> _What to do_
Everything from the line containing "use crate::binding::Binding;" to the final line of the records below should be given again exactly, and nothing else.

------------------------------------------------------------------------

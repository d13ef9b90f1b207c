//! Loadable binding modules

use std::collections::HashMap;

use crate::binding::Binding;
use crate::key::DependencyKey;

/// An ordered set of bindings, loadable into a container as a unit.
///
/// A module holds at most one binding per key; a later [`bind`](Module::bind)
/// for the same key silently replaces the earlier one. Modules have no
/// lifecycle awareness of their own — caching and cycle detection live in the
/// [`Container`](crate::Container).
///
/// # Examples
///
/// ```
/// use loadout::{Container, Module, ModuleKey, to_value};
///
/// let mut module = Module::new();
/// module
/// 	.bind("GREETING", to_value("hello".to_string()))
/// 	.bind("ANSWER", to_value(42u32));
///
/// let container = Container::new();
/// container.load(ModuleKey::named("greetings"), module);
/// assert_eq!(*container.get::<u32>("ANSWER").unwrap(), 42);
/// ```
#[derive(Debug, Default)]
pub struct Module {
	bindings: HashMap<DependencyKey, Binding>,
}

impl Module {
	/// Creates an empty module.
	pub fn new() -> Self {
		Self::default()
	}

	/// Stores `binding` under `key`, overwriting any earlier binding for the
	/// same key. Fluent; never fails.
	pub fn bind(&mut self, key: impl Into<DependencyKey>, binding: Binding) -> &mut Self {
		self.bindings.insert(key.into(), binding);
		self
	}

	/// Looks up the binding for `key`, if present.
	pub fn get(&self, key: &DependencyKey) -> Option<&Binding> {
		self.bindings.get(key)
	}

	/// Number of bindings held by this module.
	pub fn len(&self) -> usize {
		self.bindings.len()
	}

	/// Whether this module holds no bindings.
	pub fn is_empty(&self) -> bool {
		self.bindings.is_empty()
	}
}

------------------------------------------------------------------------

> _Exercise response_
use crate::binding::Binding;
use crate::key::DependencyKey;

/// An ordered set of bindings, loadable into a container as a unit.
///
/// A module holds at most one binding per key; a later [`bind`](Module::bind)
/// for the same key silently replaces the earlier one. Modules have no
/// lifecycle awareness of their own — caching and cycle detection live in the
/// [`Container`](crate::Container).
///
/// # Examples
///
/// ```
/// use loadout::{Container, Module, ModuleKey, to_value};
///
/// let mut module = Module::new();
/// module
/// 	.bind("GREETING", to_value("hello".to_string()))
/// 	.bind("ANSWER", to_value(42u32));
///
/// let container = Container::new();
/// container.load(ModuleKey::named("greetings"), module);
/// assert_eq!(*container.get::<u32>("ANSWER").unwrap(), 42);
/// ```
#[derive(Debug, Default)]
pub struct Module {
	bindings: HashMap<DependencyKey, Binding>,
}

impl Module {
	/// Creates an empty module.
	pub fn new() -> Self {
		Self::default()
	}

	/// Stores `binding` under `key`, overwriting any earlier binding for the
	/// same key. Fluent; never fails.
	pub fn bind(&mut self, key: impl Into<DependencyKey>, binding: Binding) -> &mut Self {
		self.bindings.insert(key.into(), binding);
		self
	}

	/// Looks up the binding for `key`, if present.
	pub fn get(&self, key: &DependencyKey) -> Option<&Binding> {
		self.bindings.get(key)
	}

	/// Number of bindings held by this module.
	pub fn len(&self) -> usize {
		self.bindings.len()
	}

	/// Whether this module holds no bindings.
	pub fn is_empty(&self) -> bool {
		self.bindings.is_empty()
	}
}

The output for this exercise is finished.